As the pandemic heads into its third year, it’s natural to feel depressed, angry and exhausted. After all, COVID-19 has necessitated all sorts of unwanted lifestyle changes. And people with disabilities have faced even greater hardship than the average person.
But the situation isn’t entirely bleak. The pandemic forced certain developments in the areas of employment, technology, healthcare, entertainment and education that have benefited individuals with disabilities.
Now, we’re faced with the challenge of ensuring that those benefits don’t disappear when the pandemic is finally over. “The experience gained throughout the pandemic could also teach us how listening to and embedding the needs of people with disabilities in ‘non-pandemic times’ might allow us to create systems that are better for everyone, and potentially more responsive in times of crisis,” write Mikaela Patrick and Dr. Giulia Barbareschi for the Global Disability Innovation Hub.
Here are some of the positive changes that have taken place over the last two years.

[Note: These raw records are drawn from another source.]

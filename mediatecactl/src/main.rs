//! Interactive admin console for the Mediateca catalog.
//!
//! A landing menu links to the five entity screens; each screen is a thin
//! presentation binding over the generic [`mediateca_client::EntityController`].

use anyhow::Result;
use clap::Parser;
use dialoguer::Select;
use mediateca_client::{ApiClient, Config};

mod screens;

#[derive(Debug, Parser)]
#[command(
    name = "mediatecactl",
    about = "Interactive admin console for the Mediateca media catalog",
    version
)]
struct Cli {
    /// Backend base URL; overrides the config file and environment
    #[arg(long)]
    server_url: Option<String>,
}

#[tokio::main(flavor = "current_thread")]
async fn main() -> Result<()> {
    env_logger::init();
    let cli = Cli::parse();

    let config = Config::load();
    let server_url = cli.server_url.unwrap_or(config.server_url);
    let client = ApiClient::new(server_url);

    let items = ["Genres", "Media", "Types", "Producers", "Directors", "Quit"];
    loop {
        let choice = Select::new()
            .with_prompt("Mediateca admin (choose a screen)")
            .items(&items)
            .default(0)
            .interact()?;
        match choice {
            0 => screens::genres(&client).await?,
            1 => screens::media(&client).await?,
            2 => screens::types(&client).await?,
            3 => screens::producers(&client).await?,
            4 => screens::directors(&client).await?,
            _ => break,
        }
    }
    Ok(())
}
//! In-memory gateway stub for behavioural tests.
//!
//! Stands in for the REST backend: records live in a shared vector, ids are
//! assigned sequentially, and each operation can be toggled to fail so error
//! paths are exercisable without a network.

use std::sync::{Arc, RwLock};

use anyhow::Result;
use async_trait::async_trait;
use mediateca_model::{CatalogResource, EntityId};

use crate::gateway::Gateway;

/// Which gateway operations the stub has been asked to perform, in order.
#[derive(Debug, Clone, Copy, PartialEq, Eq)]
pub enum GatewayCall {
    List,
    Create,
    Update,
    Delete,
}

type Materialize<T> =
    Arc<dyn Fn(EntityId, &<T as CatalogResource>::Draft) -> T + Send + Sync>;

/// Test double for [`Gateway`].
///
/// `materialize` plays the backend's role of turning a draft plus an assigned
/// id into a full entity (timestamps included).
pub struct StubGateway<T: CatalogResource> {
    inner: Arc<RwLock<InnerState<T>>>,
    materialize: Materialize<T>,
}

#[derive(Debug)]
struct InnerState<T> {
    records: Vec<T>,
    next_id: u64,
    calls: Vec<GatewayCall>,
    fail_list: bool,
    fail_create: bool,
    fail_update: bool,
    fail_delete: bool,
}

impl<T: CatalogResource> StubGateway<T> {
    pub fn new<F>(materialize: F) -> Self
    where
        F: Fn(EntityId, &T::Draft) -> T + Send + Sync + 'static,
    {
        Self::seeded(Vec::new(), materialize)
    }

    pub fn seeded<F>(records: Vec<T>, materialize: F) -> Self
    where
        F: Fn(EntityId, &T::Draft) -> T + Send + Sync + 'static,
    {
        Self {
            inner: Arc::new(RwLock::new(InnerState {
                records,
                next_id: 0,
                calls: Vec::new(),
                fail_list: false,
                fail_create: false,
                fail_update: false,
                fail_delete: false,
            })),
            materialize: Arc::new(materialize),
        }
    }

    pub fn push_record(&self, record: T) {
        if let Ok(mut guard) = self.inner.write() {
            guard.records.push(record);
        }
    }

    pub fn set_fail_list(&self, value: bool) {
        if let Ok(mut guard) = self.inner.write() {
            guard.fail_list = value;
        }
    }

    pub fn set_fail_create(&self, value: bool) {
        if let Ok(mut guard) = self.inner.write() {
            guard.fail_create = value;
        }
    }

    pub fn set_fail_update(&self, value: bool) {
        if let Ok(mut guard) = self.inner.write() {
            guard.fail_update = value;
        }
    }

    pub fn set_fail_delete(&self, value: bool) {
        if let Ok(mut guard) = self.inner.write() {
            guard.fail_delete = value;
        }
    }

    /// Snapshot of the stub's record store.
    pub fn records(&self) -> Vec<T> {
        self.inner.read().expect("stub state poisoned").records.clone()
    }

    /// Every operation issued against the stub so far.
    pub fn calls(&self) -> Vec<GatewayCall> {
        self.inner.read().expect("stub state poisoned").calls.clone()
    }
}

impl<T: CatalogResource> Clone for StubGateway<T> {
    fn clone(&self) -> Self {
        Self {
            inner: Arc::clone(&self.inner),
            materialize: Arc::clone(&self.materialize),
        }
    }
}

impl<T: CatalogResource> std::fmt::Debug for StubGateway<T> {
    fn fmt(&self, f: &mut std::fmt::Formatter<'_>) -> std::fmt::Result {
        let guard = self.inner.read().expect("stub state poisoned");
        f.debug_struct("StubGateway")
            .field("kind", &T::KIND)
            .field("records", &guard.records.len())
            .field("calls", &guard.calls.len())
            .finish()
    }
}

#[async_trait]
impl<T: CatalogResource> Gateway<T> for StubGateway<T> {
    async fn list(&self) -> Result<Vec<T>> {
        let mut guard = self.inner.write().expect("stub state poisoned");
        guard.calls.push(GatewayCall::List);
        if guard.fail_list {
            anyhow::bail!("stub: list rejected");
        }
        Ok(guard.records.clone())
    }

    async fn create(&self, draft: &T::Draft) -> Result<T> {
        let mut guard = self.inner.write().expect("stub state poisoned");
        guard.calls.push(GatewayCall::Create);
        if guard.fail_create {
            anyhow::bail!("stub: create rejected");
        }
        guard.next_id += 1;
        let id = EntityId::from_wire(format!("stub-{:04}", guard.next_id));
        let record = (self.materialize)(id, draft);
        guard.records.push(record.clone());
        Ok(record)
    }

    async fn update(&self, id: &EntityId, draft: &T::Draft) -> Result<T> {
        let mut guard = self.inner.write().expect("stub state poisoned");
        guard.calls.push(GatewayCall::Update);
        if guard.fail_update {
            anyhow::bail!("stub: update rejected");
        }
        let record = (self.materialize)(id.clone(), draft);
        if let Some(slot) = guard.records.iter_mut().find(|r| r.id() == id) {
            *slot = record.clone();
        }
        Ok(record)
    }

    async fn delete(&self, id: &EntityId) -> Result<()> {
        let mut guard = self.inner.write().expect("stub state poisoned");
        guard.calls.push(GatewayCall::Delete);
        if guard.fail_delete {
            anyhow::bail!("stub: delete rejected");
        }
        guard.records.retain(|r| r.id() != id);
        Ok(())
    }
}
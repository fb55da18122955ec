use anyhow::Result;
use reqwest::{Client, RequestBuilder, StatusCode};
use serde::de::DeserializeOwned;

/// HTTP client for the catalog backend.
///
/// The base URL is resolved once from [`crate::config::Config`] and injected
/// here; nothing else in the crate touches ambient configuration.
#[derive(Clone, Debug)]
pub struct ApiClient {
    client: Client,
    base_url: String,
    api_version: String,
}

impl ApiClient {
    /// Create a new API client
    pub fn new(base_url: impl Into<String>) -> Self {
        let client = Client::builder()
            .timeout(std::time::Duration::from_secs(30))
            // In development, don't follow redirects to avoid HTTP->HTTPS issues
            .redirect(if cfg!(debug_assertions) {
                reqwest::redirect::Policy::none()
            } else {
                reqwest::redirect::Policy::default()
            })
            .build()
            .expect("Failed to create HTTP client");

        let base_url = base_url.into();
        log::info!("[ApiClient] Creating new API client with base URL: {base_url}");

        Self {
            client,
            base_url,
            api_version: "v1".to_string(),
        }
    }

    /// Build a versioned API URL
    pub fn build_url(&self, path: &str) -> String {
        let path = path.trim_start_matches('/');
        format!("{}/api/{}/{}", self.base_url, self.api_version, path)
    }

    /// Get the base URL
    pub fn base_url(&self) -> &str {
        &self.base_url
    }

    /// Execute a request and handle common errors
    async fn execute_request<T: DeserializeOwned>(&self, request: RequestBuilder) -> Result<T> {
        let response = request.send().await?;

        match response.status() {
            StatusCode::OK | StatusCode::CREATED => Ok(response.json().await?),
            status => {
                let error_text = response
                    .text()
                    .await
                    .unwrap_or_else(|_| "Unknown error".to_string());
                Err(anyhow::anyhow!(
                    "Request failed with status {}: {}",
                    status,
                    error_text
                ))
            }
        }
    }

    /// Execute a request whose response body is ignored
    async fn execute_no_content(&self, request: RequestBuilder) -> Result<()> {
        let response = request.send().await?;

        match response.status() {
            StatusCode::OK | StatusCode::NO_CONTENT => Ok(()),
            status => {
                let error_text = response
                    .text()
                    .await
                    .unwrap_or_else(|_| "Unknown error".to_string());
                Err(anyhow::anyhow!(
                    "Request failed with status {}: {}",
                    status,
                    error_text
                ))
            }
        }
    }

    /// GET request
    pub async fn get<T: DeserializeOwned>(&self, path: &str) -> Result<T> {
        let url = self.build_url(path);
        log::debug!("[ApiClient] GET request to: {url}");
        self.execute_request(self.client.get(&url)).await
    }

    /// POST request
    pub async fn post<B: serde::Serialize, T: DeserializeOwned>(
        &self,
        path: &str,
        body: &B,
    ) -> Result<T> {
        let url = self.build_url(path);
        log::debug!("[ApiClient] POST request to: {url}");
        self.execute_request(self.client.post(&url).json(body)).await
    }

    /// PUT request
    pub async fn put<B: serde::Serialize, T: DeserializeOwned>(
        &self,
        path: &str,
        body: &B,
    ) -> Result<T> {
        let url = self.build_url(path);
        log::debug!("[ApiClient] PUT request to: {url}");
        self.execute_request(self.client.put(&url).json(body)).await
    }

    /// DELETE request; the response body is ignored
    pub async fn delete(&self, path: &str) -> Result<()> {
        let url = self.build_url(path);
        log::debug!("[ApiClient] DELETE request to: {url}");
        self.execute_no_content(self.client.delete(&url)).await
    }
}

1. The American Rescue Plan
On March 11, 2021, President Joe Biden signed The American Rescue Plan (ARP). The plan allocated $12.7 billion for home and community-based services (HCBS) through March 2022. The ARP covered expenses such as internet and assistive technology for individuals with disabilities who worked remotely. It also provided funding for transportation, job coaching and personal care attendants.
2. Remote Employment
The pandemic forced employers to allow their employees to work from home, something disabled workers have requested for decades. The acceptance of remote employment created opportunities for individuals with disabilities to qualify for jobs that weren’t available to them pre-pandemic.
3. Improved Technology
Because so many employees worked remotely during the pandemic, assistive technology was compelled to keep up with the needs of the remote workforce. Thus, online accessibility features got better. For example, “Speech-to-text software has improved dramatically over the last year as more and more people have utilized it while working from home,” writes Lucy Currier of Disability Horizons. “Every operating system now has … accessibility features built-in.”
Likewise, websites have become more accessible and video calling software “has become more inclusive, with new features having been added,” says Currier.
The pandemic has brought telehealth into the mainstream with most healthcare organizations now offering patients the option to see their physicians through telehealth platforms. The change makes it easier for individuals with mobility, financial and transportation challenges to receive medical care from their own homes.
5. Food delivery
During the pandemic, food delivery became an option for anyone who could afford a relatively small delivery fee. This benefited anyone wishing to avoid going to the grocery store, but especially people with disabilities facing mobility and transportation issues or increased vulnerability to the virus because of medical conditions.
6. Online classes
While virtual learning was challenging for children—especially those with disabilities—in some cases online classes were a boon. For example, individuals with disabilities looking for convenient option for exercise suddenly had access to fitness classes of all kinds from all over the world.
7. Virtual sightseeing
Listening to a concert or attending a museum online isn’t the same as being there. Yet, the pandemic has forced arts organizations to make their offerings available to visitors who don’t feel safe making in-person visits. Now, you can “travel” to distant lands, enter inaccessible historic buildings, or have a front row seat to a Broadway production just by turning on your TV or computer! We’ll take it!